Ontologies are explicit formal specifications of the terms in the domain and relations among them. An ontology defines a common vocabulary for researchers who need to share information in a domain. It includes machine-interpretable definitions of basic concepts in the domain and the relationships between/among them. Ontologies serve as the basis for Knowledge Graphs and the foundation of gathering insights from data in which knowledge graphs provide. Essentially Knowledge Graphs can be extracted from ontologies.
Ontologies provides four (4) major uses:
- A shared common understanding of the structure of information among people
- An enabler to reuse domain knowledge and make domain assumptions explicit
- A way to analyze domain knowledge (especially through the use of knowledge graphs)
- A way to institute semantic search through ontological structures
Ontologies provides the declarative specification of the terms, which serves as the mechanism to analyze domain knowledge. The formal analysis of terms is extremely valuable when reusing existing ontologies and extending them.
A Knowledge Graph (K-Graph) as it turns out is described in many ways. It has its roots as imbedded intelligence within a Google Search. This intelligence exposes the “thing” you searched for and their relationship between other similar or related “things”. A more general description of a Knowledge Graph comes from “Towards a Definition of Knowledge Graphs” (http://ceur-ws.org/Vol-1695/paper4.pdf), which states “A knowledge graph acquires and integrates information into an ontology and applies a reasoner to derive new knowledge”.
Constructing the Knowledge Graph
A K-Graph is essentially a data structure that allows you to contextualize entities and organize those correlations between entities or multiple type of entities. A sample process of constructing a knowledge graph consists of Collecting and analyzing your data, Data Extraction & Integration, Data Linking & Enrichment, Storage, Querying & Inferencing, Search and Visualization.

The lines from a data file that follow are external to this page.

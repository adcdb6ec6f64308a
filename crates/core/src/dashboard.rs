//! Dashboard summary counts.

use crate::collection::CollectionKey;
use crate::constants::AVAILABLE_BEDS;
use crate::store::RecordStore;
use crate::HospitalResult;
use serde::Serialize;

/// Record counts shown on the dashboard cards.
#[derive(Clone, Debug, Default, PartialEq, Eq, Serialize)]
pub struct DashboardSummary {
    pub patients: usize,
    pub doctors: usize,
    pub staff: usize,
    pub medicines: usize,
    pub appointments: usize,
    pub machinery: usize,
    pub available_beds: usize,
}

#[derive(Clone, Debug)]
pub struct DashboardService {
    store: RecordStore,
}

impl DashboardService {
    pub fn new(store: RecordStore) -> Self {
        Self { store }
    }

    /// Counts the records of each summarised collection, read fresh.
    pub fn summary(&self) -> HospitalResult<DashboardSummary> {
        let count = |key: CollectionKey| self.store.load(key).map(|records| records.len());

        Ok(DashboardSummary {
            patients: count(CollectionKey::Patients)?,
            doctors: count(CollectionKey::Doctors)?,
            staff: count(CollectionKey::Staff)?,
            medicines: count(CollectionKey::Medicines)?,
            appointments: count(CollectionKey::Appointments)?,
            machinery: count(CollectionKey::Machinery)?,
            available_beds: AVAILABLE_BEDS,
        })
    }
}
//! Constants used throughout the hospital core crate.

/// Default directory for collection files when no explicit directory is configured.
pub const DEFAULT_DATA_DIR: &str = "hospital_data";

/// File extension of every persisted collection.
pub const COLLECTION_FILE_EXTENSION: &str = "json";

/// Suffix appended to a collection file while a save is in flight.
pub const PENDING_WRITE_SUFFIX: &str = "tmp";

/// Bed availability shown on the dashboard. Beds are not tracked as records.
pub const AVAILABLE_BEDS: usize = 15;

An excellent tutorial on K-Graphs can be found at Metaphacts: Getting Started with Knowledge Graphs (http://knowledgegraph.info/).
Knowledge Graph Applications: Some of the applications of a Knowledge Graphs include: semantic search, automated fraud detection, intelligent chatbots, advanced drug discovery, dynamic risk analysis, content-based recommendation engines and knowledge management systems.
While Knowledge Graphs are focused on graphically representing relationships between entities; a Knowledge Graph is focused on data (structured, semi-structured and unstructured). Knowledge Graphs are essential to improving search and adding intelligence to applications and systems (i.e., chatbots, content-based systems and KM Systems).